Problem to solve ▸
Lines with the string "BTreeSet" must each be copied from the listing.

Exercise input ▸
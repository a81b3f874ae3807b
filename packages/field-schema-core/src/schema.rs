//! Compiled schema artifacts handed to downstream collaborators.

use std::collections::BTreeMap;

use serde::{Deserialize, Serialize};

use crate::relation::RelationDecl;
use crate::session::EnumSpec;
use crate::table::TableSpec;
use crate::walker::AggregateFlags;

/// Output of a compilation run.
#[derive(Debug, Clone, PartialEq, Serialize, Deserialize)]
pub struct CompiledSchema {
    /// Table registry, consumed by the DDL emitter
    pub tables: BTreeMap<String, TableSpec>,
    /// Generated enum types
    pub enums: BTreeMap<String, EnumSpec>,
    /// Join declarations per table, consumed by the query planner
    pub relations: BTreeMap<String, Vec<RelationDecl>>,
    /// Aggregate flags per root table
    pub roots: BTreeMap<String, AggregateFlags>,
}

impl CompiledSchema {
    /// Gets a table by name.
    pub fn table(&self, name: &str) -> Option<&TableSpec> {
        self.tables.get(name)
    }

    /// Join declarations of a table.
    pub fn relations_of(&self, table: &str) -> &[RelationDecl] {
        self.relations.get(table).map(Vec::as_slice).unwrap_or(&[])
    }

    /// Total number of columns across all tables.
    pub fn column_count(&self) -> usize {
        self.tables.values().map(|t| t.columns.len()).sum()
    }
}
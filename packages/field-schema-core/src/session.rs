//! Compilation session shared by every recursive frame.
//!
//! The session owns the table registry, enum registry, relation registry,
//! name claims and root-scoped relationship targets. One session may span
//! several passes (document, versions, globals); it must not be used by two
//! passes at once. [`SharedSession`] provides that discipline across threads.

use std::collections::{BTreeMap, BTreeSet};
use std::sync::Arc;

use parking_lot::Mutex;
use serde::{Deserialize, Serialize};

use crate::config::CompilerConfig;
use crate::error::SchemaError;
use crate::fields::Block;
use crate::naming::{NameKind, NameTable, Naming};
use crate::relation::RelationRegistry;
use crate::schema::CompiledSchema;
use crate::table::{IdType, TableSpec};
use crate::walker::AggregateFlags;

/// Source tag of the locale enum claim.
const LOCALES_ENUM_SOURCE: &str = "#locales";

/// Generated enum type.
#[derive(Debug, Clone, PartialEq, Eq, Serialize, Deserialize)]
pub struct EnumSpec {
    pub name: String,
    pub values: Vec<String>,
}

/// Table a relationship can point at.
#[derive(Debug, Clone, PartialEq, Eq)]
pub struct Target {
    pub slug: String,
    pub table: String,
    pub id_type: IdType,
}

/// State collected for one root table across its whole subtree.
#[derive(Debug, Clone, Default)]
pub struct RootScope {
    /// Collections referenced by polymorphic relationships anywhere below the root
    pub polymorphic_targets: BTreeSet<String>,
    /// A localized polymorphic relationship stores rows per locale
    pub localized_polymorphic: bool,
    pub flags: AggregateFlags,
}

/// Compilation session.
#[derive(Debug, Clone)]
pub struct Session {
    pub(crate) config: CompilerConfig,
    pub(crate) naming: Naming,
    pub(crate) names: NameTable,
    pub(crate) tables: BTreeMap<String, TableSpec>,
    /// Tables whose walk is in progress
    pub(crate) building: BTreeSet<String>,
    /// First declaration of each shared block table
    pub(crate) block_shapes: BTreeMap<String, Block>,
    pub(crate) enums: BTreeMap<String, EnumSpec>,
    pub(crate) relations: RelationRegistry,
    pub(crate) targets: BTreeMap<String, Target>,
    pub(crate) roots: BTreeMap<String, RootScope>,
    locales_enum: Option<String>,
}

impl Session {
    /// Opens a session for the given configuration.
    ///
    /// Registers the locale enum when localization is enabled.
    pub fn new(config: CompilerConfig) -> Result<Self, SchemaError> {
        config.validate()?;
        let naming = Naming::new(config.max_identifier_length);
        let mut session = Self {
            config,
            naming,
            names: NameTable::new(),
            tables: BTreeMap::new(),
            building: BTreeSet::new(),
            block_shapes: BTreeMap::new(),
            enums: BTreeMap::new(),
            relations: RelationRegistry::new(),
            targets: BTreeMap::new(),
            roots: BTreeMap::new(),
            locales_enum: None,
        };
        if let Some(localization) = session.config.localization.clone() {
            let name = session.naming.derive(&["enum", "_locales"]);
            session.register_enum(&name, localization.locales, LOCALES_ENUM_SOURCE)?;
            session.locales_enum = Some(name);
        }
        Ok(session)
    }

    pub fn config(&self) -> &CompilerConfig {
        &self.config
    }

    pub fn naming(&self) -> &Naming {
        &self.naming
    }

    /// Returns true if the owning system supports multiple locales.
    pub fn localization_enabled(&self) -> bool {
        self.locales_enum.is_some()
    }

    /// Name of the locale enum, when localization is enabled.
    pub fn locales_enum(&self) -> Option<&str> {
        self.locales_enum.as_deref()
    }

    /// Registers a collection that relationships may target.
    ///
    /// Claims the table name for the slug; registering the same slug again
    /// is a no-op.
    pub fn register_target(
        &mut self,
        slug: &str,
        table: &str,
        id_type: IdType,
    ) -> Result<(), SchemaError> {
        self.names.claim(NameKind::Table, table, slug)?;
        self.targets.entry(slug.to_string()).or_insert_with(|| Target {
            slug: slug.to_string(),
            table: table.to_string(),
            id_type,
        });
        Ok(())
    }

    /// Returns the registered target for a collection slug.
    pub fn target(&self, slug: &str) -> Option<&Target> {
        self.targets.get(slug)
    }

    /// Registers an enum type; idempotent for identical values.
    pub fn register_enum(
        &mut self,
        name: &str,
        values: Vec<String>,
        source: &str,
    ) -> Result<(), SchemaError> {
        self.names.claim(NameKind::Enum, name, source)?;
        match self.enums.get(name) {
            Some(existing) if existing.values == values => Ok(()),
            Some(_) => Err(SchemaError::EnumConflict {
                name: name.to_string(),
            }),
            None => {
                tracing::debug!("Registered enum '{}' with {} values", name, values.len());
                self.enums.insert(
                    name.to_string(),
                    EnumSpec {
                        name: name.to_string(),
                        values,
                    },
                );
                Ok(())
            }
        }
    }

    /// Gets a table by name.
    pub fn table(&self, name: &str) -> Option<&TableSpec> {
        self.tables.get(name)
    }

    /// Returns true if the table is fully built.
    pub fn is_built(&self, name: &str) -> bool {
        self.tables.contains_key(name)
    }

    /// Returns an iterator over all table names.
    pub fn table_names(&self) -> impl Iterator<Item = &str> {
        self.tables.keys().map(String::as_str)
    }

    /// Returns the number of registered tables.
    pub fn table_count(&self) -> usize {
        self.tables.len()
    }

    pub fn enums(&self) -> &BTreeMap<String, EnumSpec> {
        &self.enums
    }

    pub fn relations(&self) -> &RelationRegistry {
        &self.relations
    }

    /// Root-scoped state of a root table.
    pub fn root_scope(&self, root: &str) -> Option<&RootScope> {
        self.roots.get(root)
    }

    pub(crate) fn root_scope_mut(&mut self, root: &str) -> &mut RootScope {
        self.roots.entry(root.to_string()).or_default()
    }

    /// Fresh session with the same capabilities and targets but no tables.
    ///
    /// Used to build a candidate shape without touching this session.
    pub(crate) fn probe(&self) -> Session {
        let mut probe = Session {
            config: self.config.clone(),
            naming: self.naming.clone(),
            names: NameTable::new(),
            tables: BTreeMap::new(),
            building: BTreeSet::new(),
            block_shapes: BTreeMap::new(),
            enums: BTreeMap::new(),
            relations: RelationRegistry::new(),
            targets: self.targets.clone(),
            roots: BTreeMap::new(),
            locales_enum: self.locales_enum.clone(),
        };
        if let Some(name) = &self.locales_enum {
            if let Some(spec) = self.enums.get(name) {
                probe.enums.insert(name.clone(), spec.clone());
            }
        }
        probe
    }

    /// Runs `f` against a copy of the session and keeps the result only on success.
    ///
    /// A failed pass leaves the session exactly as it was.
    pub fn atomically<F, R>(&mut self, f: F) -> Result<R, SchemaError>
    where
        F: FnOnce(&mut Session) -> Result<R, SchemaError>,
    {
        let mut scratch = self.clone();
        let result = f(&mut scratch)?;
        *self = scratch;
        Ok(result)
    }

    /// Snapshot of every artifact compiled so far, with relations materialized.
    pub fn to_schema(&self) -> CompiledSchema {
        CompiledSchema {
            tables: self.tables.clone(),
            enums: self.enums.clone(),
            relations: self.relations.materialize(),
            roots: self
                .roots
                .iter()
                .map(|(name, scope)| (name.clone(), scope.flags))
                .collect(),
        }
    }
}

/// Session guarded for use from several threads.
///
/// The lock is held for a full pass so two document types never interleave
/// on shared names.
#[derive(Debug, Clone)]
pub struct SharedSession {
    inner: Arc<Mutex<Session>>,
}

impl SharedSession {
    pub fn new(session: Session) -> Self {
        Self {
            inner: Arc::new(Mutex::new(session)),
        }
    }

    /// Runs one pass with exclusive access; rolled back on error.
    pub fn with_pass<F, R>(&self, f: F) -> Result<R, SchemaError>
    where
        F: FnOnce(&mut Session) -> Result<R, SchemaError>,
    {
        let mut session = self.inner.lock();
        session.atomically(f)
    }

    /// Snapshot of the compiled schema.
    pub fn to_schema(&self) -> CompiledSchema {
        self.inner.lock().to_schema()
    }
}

Answer section ▸
use std::collections::{BTreeMap, BTreeSet};
    pub polymorphic_targets: BTreeSet<String>,
    pub(crate) building: BTreeSet<String>,
            building: BTreeSet::new(),
            building: BTreeSet::new(),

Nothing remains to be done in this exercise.